Me seduce la emoción con la que los hombres como Sagan nos lanzan a amar la ciencia. Los hombres como él, como Stephen Jay Gould y tantos otros, son genuinos "humanistas" -eso que ahora parece desprestigiado- pues conciben el saber científico como una gran aventura, como una empresa humana y emocional en el mejor de los sentidos que pueda imaginarse. Alguien me dice que aquellos planteamientos de los documentales de hace treinta años están ya superados, tanto en el cine como en la ciencia. No lo creo, no hay nada en esas imágenes ultratecnológicas de Life o National Geographic, donde vemos primeros planos de un colibrí comiéndose un mosquito, o de una serpiente regurgitando un ratón, no hay nada de todo ese mundo tan frío de la high fidelity que me traslade esa calidez de los hombres que, como Sagan, o Jacques Costeau, o Rodríguez de la Fuente, creían todavía que las suyas eran historias de humanos relatadas a otros humanos.

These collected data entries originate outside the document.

#[cfg(test)]
mod tests {
    use super::*;
    use crate::store::{MemoryStore, StoredCredentials};
    use chrono::{Duration as ChronoDuration, Utc};
    use serde_json::json;
    use wiremock::matchers::{header, method, path, query_param};
    use wiremock::{Mock, MockServer, ResponseTemplate};

    fn client_for(server: &MockServer, store: Arc<dyn CredentialStore>) -> ApiClient {
        let config = ClientConfig::builder()
            .base_url(server.uri())
            .timeout(5)
            .build()
            .unwrap();
        ApiClient::new(config, store).unwrap()
    }

    fn seeded_store(access: &str, refresh: &str) -> Arc<MemoryStore> {
        Arc::new(MemoryStore::with_pair(CredentialPair::new(access, refresh)))
    }

    #[tokio::test]
    async fn get_unwraps_data_envelope() {
        let server = MockServer::start().await;
        Mock::given(method("GET"))
            .and(path("/urls/1"))
            .respond_with(ResponseTemplate::new(200).set_body_json(json!({
                "success": true,
                "data": { "id": "1" }
            })))
            .mount(&server)
            .await;

        let client = client_for(&server, Arc::new(MemoryStore::new()));
        let body: Value = client.get("/urls/1").await.unwrap();
        assert_eq!(body, json!({ "id": "1" }));
    }

    #[tokio::test]
    async fn get_returns_bare_payload_without_data_key() {
        let server = MockServer::start().await;
        Mock::given(method("GET"))
            .and(path("/urls/1"))
            .respond_with(ResponseTemplate::new(200).set_body_json(json!({ "id": "1" })))
            .mount(&server)
            .await;

        let client = client_for(&server, Arc::new(MemoryStore::new()));
        let body: Value = client.get("/urls/1").await.unwrap();
        assert_eq!(body, json!({ "id": "1" }));
    }

    #[tokio::test]
    async fn empty_body_yields_empty_object() {
        let server = MockServer::start().await;
        Mock::given(method("POST"))
            .and(path("/auth/logout"))
            .respond_with(ResponseTemplate::new(200))
            .mount(&server)
            .await;

        let client = client_for(&server, Arc::new(MemoryStore::new()));
        let body: Value = client.post("/auth/logout", &json!({})).await.unwrap();
        assert_eq!(body, json!({}));
    }

    #[tokio::test]
    async fn null_data_falls_back_to_whole_body() {
        let server = MockServer::start().await;
        Mock::given(method("GET"))
            .and(path("/urls"))
            .respond_with(ResponseTemplate::new(200).set_body_json(json!({
                "success": true,
                "data": null
            })))
            .mount(&server)
            .await;

        let client = client_for(&server, Arc::new(MemoryStore::new()));
        let body: Value = client.get("/urls").await.unwrap();
        assert_eq!(body, json!({ "success": true, "data": null }));
    }

    #[tokio::test]
    async fn bearer_header_follows_stored_token() {
        let server = MockServer::start().await;
        Mock::given(method("GET"))
            .and(path("/users/profile"))
            .and(header("authorization", "Bearer live-token"))
            .respond_with(ResponseTemplate::new(200).set_body_json(json!({ "data": {} })))
            .expect(1)
            .mount(&server)
            .await;

        let client = client_for(&server, seeded_store("live-token", "rt"));
        let _: Value = client.get("/users/profile").await.unwrap();
    }

    #[tokio::test]
    async fn caller_header_overrides_win() {
        let server = MockServer::start().await;
        Mock::given(method("GET"))
            .and(path("/export"))
            .and(header("accept", "text/csv"))
            .respond_with(ResponseTemplate::new(200).set_body_json(json!({ "data": {} })))
            .expect(1)
            .mount(&server)
            .await;

        let client = client_for(&server, Arc::new(MemoryStore::new()));
        let options = RequestOptions::default().header("Accept", "text/csv");
        let _: Value = client
            .request::<(), Value>(Method::GET, "/export", None, options)
            .await
            .unwrap();
    }

    #[tokio::test]
    async fn put_replaces_resource_with_json_body() {
        let server = MockServer::start().await;
        Mock::given(method("PUT"))
            .and(path("/users/profile"))
            .respond_with(ResponseTemplate::new(200).set_body_json(json!({
                "data": { "firstName": "Ada" }
            })))
            .expect(1)
            .mount(&server)
            .await;

        let client = client_for(&server, seeded_store("at", "rt"));
        let body: Value = client
            .put("/users/profile", &json!({ "firstName": "Ada" }))
            .await
            .unwrap();
        assert_eq!(body, json!({ "firstName": "Ada" }));
    }

    #[tokio::test]
    async fn non_401_error_carries_body_message() {
        let server = MockServer::start().await;
        Mock::given(method("GET"))
            .and(path("/urls/missing"))
            .respond_with(ResponseTemplate::new(404).set_body_json(json!({
                "success": false,
                "message": "Link not found"
            })))
            .mount(&server)
            .await;

        let client = client_for(&server, Arc::new(MemoryStore::new()));
        let err = client.get::<Value>("/urls/missing").await.unwrap_err();
        assert!(err.to_string().contains("Link not found"));
    }

    #[tokio::test]
    async fn unparseable_error_body_falls_back_to_status_text() {
        let server = MockServer::start().await;
        Mock::given(method("GET"))
            .and(path("/urls"))
            .respond_with(ResponseTemplate::new(500).set_body_string("<html>oops</html>"))
            .mount(&server)
            .await;

        let client = client_for(&server, Arc::new(MemoryStore::new()));
        let err = client.get::<Value>("/urls").await.unwrap_err();
        assert!(err.to_string().contains("Internal Server Error"));
    }

    #[tokio::test]
    async fn expired_access_token_is_refreshed_and_request_retried_once() {
        let server = MockServer::start().await;

        Mock::given(method("GET"))
            .and(path("/urls"))
            .and(header("authorization", "Bearer stale-at"))
            .respond_with(ResponseTemplate::new(401))
            .expect(1)
            .mount(&server)
            .await;

        Mock::given(method("GET"))
            .and(path("/auth/refresh"))
            .and(header("authorization", "Bearer live-rt"))
            .respond_with(ResponseTemplate::new(200).set_body_json(json!({
                "success": true,
                "data": { "accessToken": "new-at", "refreshToken": "new-rt" }
            })))
            .expect(1)
            .mount(&server)
            .await;

        Mock::given(method("GET"))
            .and(path("/urls"))
            .and(header("authorization", "Bearer new-at"))
            .respond_with(ResponseTemplate::new(200).set_body_json(json!({
                "success": true,
                "data": { "items": [] }
            })))
            .expect(1)
            .mount(&server)
            .await;

        let store = seeded_store("stale-at", "live-rt");
        let client = client_for(&server, store.clone());

        let body: Value = client.get("/urls").await.unwrap();
        assert_eq!(body, json!({ "items": [] }));

        let credentials = store.read().unwrap();
        assert_eq!(credentials.access_token(), Some("new-at"));
        assert_eq!(credentials.refresh_token(), Some("new-rt"));
    }

    #[tokio::test]
    async fn missing_refresh_token_surfaces_session_expired() {
        let server = MockServer::start().await;
        Mock::given(method("GET"))
            .and(path("/urls"))
            .respond_with(ResponseTemplate::new(401))
            .mount(&server)
            .await;
        Mock::given(method("GET"))
            .and(path("/auth/refresh"))
            .respond_with(ResponseTemplate::new(200))
            .expect(0)
            .mount(&server)
            .await;

        let client = client_for(&server, Arc::new(MemoryStore::new()));
        let err = client.get::<Value>("/urls").await.unwrap_err();
        assert!(err.is_session_expired());
        assert!(err.to_string().contains(guard::LOGIN_ROUTE));
    }

    #[tokio::test]
    async fn rejected_refresh_clears_credentials_and_expires_session() {
        let server = MockServer::start().await;
        Mock::given(method("GET"))
            .and(path("/urls"))
            .respond_with(ResponseTemplate::new(401))
            .mount(&server)
            .await;
        Mock::given(method("GET"))
            .and(path("/auth/refresh"))
            .respond_with(ResponseTemplate::new(401))
            .expect(1)
            .mount(&server)
            .await;

        let store = seeded_store("stale-at", "dead-rt");
        let client = client_for(&server, store.clone());

        let err = client.get::<Value>("/urls").await.unwrap_err();
        assert!(err.is_session_expired());
        assert!(store.read().is_none());
    }

    #[tokio::test]
    async fn retry_returning_401_is_not_refreshed_again() {
        let server = MockServer::start().await;

        Mock::given(method("GET"))
            .and(path("/urls"))
            .and(header("authorization", "Bearer stale-at"))
            .respond_with(ResponseTemplate::new(401))
            .expect(1)
            .mount(&server)
            .await;

        Mock::given(method("GET"))
            .and(path("/auth/refresh"))
            .respond_with(ResponseTemplate::new(200).set_body_json(json!({
                "data": { "accessToken": "new-at", "refreshToken": "new-rt" }
            })))
            .expect(1)
            .mount(&server)
            .await;

        Mock::given(method("GET"))
            .and(path("/urls"))
            .and(header("authorization", "Bearer new-at"))
            .respond_with(ResponseTemplate::new(401).set_body_json(json!({
                "message": "Account disabled"
            })))
            .expect(1)
            .mount(&server)
            .await;

        let client = client_for(&server, seeded_store("stale-at", "live-rt"));
        let err = client.get::<Value>("/urls").await.unwrap_err();
        assert!(err.to_string().contains("Account disabled"));
    }

    #[tokio::test]
    async fn rejected_login_fails_without_refresh_attempt() {
        let server = MockServer::start().await;
        Mock::given(method("POST"))
            .and(path("/auth/login"))
            .respond_with(ResponseTemplate::new(401).set_body_json(json!({
                "success": false,
                "message": "Invalid credentials"
            })))
            .expect(1)
            .mount(&server)
            .await;
        Mock::given(method("GET"))
            .and(path("/auth/refresh"))
            .respond_with(ResponseTemplate::new(200))
            .expect(0)
            .mount(&server)
            .await;

        let store = seeded_store("stale-at", "live-rt");
        let client = client_for(&server, store);
        client.set_current_route("/login");

        let err = client
            .post::<Value, Value>("/auth/login", &json!({ "email": "a@b.c" }))
            .await
            .unwrap_err();
        assert!(err.to_string().contains("Invalid credentials"));
        assert!(!err.is_session_expired());
    }

    #[tokio::test]
    async fn sequential_requests_with_live_token_touch_nothing() {
        let server = MockServer::start().await;
        Mock::given(method("GET"))
            .and(path("/folders"))
            .and(query_param("limit", "100"))
            .respond_with(ResponseTemplate::new(200).set_body_json(json!({ "data": [] })))
            .expect(2)
            .mount(&server)
            .await;
        Mock::given(method("GET"))
            .and(path("/auth/refresh"))
            .respond_with(ResponseTemplate::new(200))
            .expect(0)
            .mount(&server)
            .await;

        let store = seeded_store("live-at", "live-rt");
        let client = client_for(&server, store.clone());

        let _: Value = client.get("/folders?limit=100").await.unwrap();
        let _: Value = client.get("/folders?limit=100").await.unwrap();
        assert_eq!(store.write_count(), 0);
    }

    #[tokio::test]
    async fn concurrent_401s_share_a_single_refresh() {
        let server = MockServer::start().await;

        Mock::given(method("GET"))
            .and(path("/urls"))
            .and(header("authorization", "Bearer stale-at"))
            .respond_with(ResponseTemplate::new(401))
            .expect(2)
            .mount(&server)
            .await;

        Mock::given(method("GET"))
            .and(path("/auth/refresh"))
            .and(header("authorization", "Bearer live-rt"))
            .respond_with(ResponseTemplate::new(200).set_body_json(json!({
                "data": { "accessToken": "new-at", "refreshToken": "new-rt" }
            })))
            .expect(1)
            .mount(&server)
            .await;

        Mock::given(method("GET"))
            .and(path("/urls"))
            .and(header("authorization", "Bearer new-at"))
            .respond_with(ResponseTemplate::new(200).set_body_json(json!({ "data": [] })))
            .expect(2)
            .mount(&server)
            .await;

        let store = seeded_store("stale-at", "live-rt");
        let client = client_for(&server, store);

        let (first, second) = tokio::join!(client.get::<Value>("/urls"), client.get::<Value>("/urls"));
        assert_eq!(first.unwrap(), json!([]));
        assert_eq!(second.unwrap(), json!([]));
    }

    #[tokio::test]
    async fn expired_refresh_side_reads_as_absent_and_ends_session() {
        let server = MockServer::start().await;
        Mock::given(method("GET"))
            .and(path("/urls"))
            .respond_with(ResponseTemplate::new(401))
            .mount(&server)
            .await;
        Mock::given(method("GET"))
            .and(path("/auth/refresh"))
            .respond_with(ResponseTemplate::new(200))
            .expect(0)
            .mount(&server)
            .await;

        let store = Arc::new(MemoryStore::new());
        let mut credentials = StoredCredentials::issue(CredentialPair::new("at", "rt"));
        credentials.refresh_expires_at = Utc::now() - ChronoDuration::seconds(10);
        store.seed(credentials);

        let client = client_for(&server, store);
        let err = client.get::<Value>("/urls").await.unwrap_err();
        assert!(err.is_session_expired());
    }
}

Durante el capítulo, simula viajar por las estrellas en una nave espacial, después pasea por un bellísimo campo de caléndulas y gesticula, explicándonos que debemos desconfiar de los farsantes y amar el conocimiento. Esa emoción nostálgica que me produce Sagan, y de la que algún día querré hablar a mi hija... No hay marcianos ni dioses, estamos solos, al contrario que Sagan yo no albergo dudas al respecto. Ya hace mucho que entendí que la vida ya es de por sí suficiente sortilegio... Imagino que son estas emociones tan humanas, esa belleza del campo de caléndulas por el que Sagan merodea, las verdaderas luces de la magia del cosmos.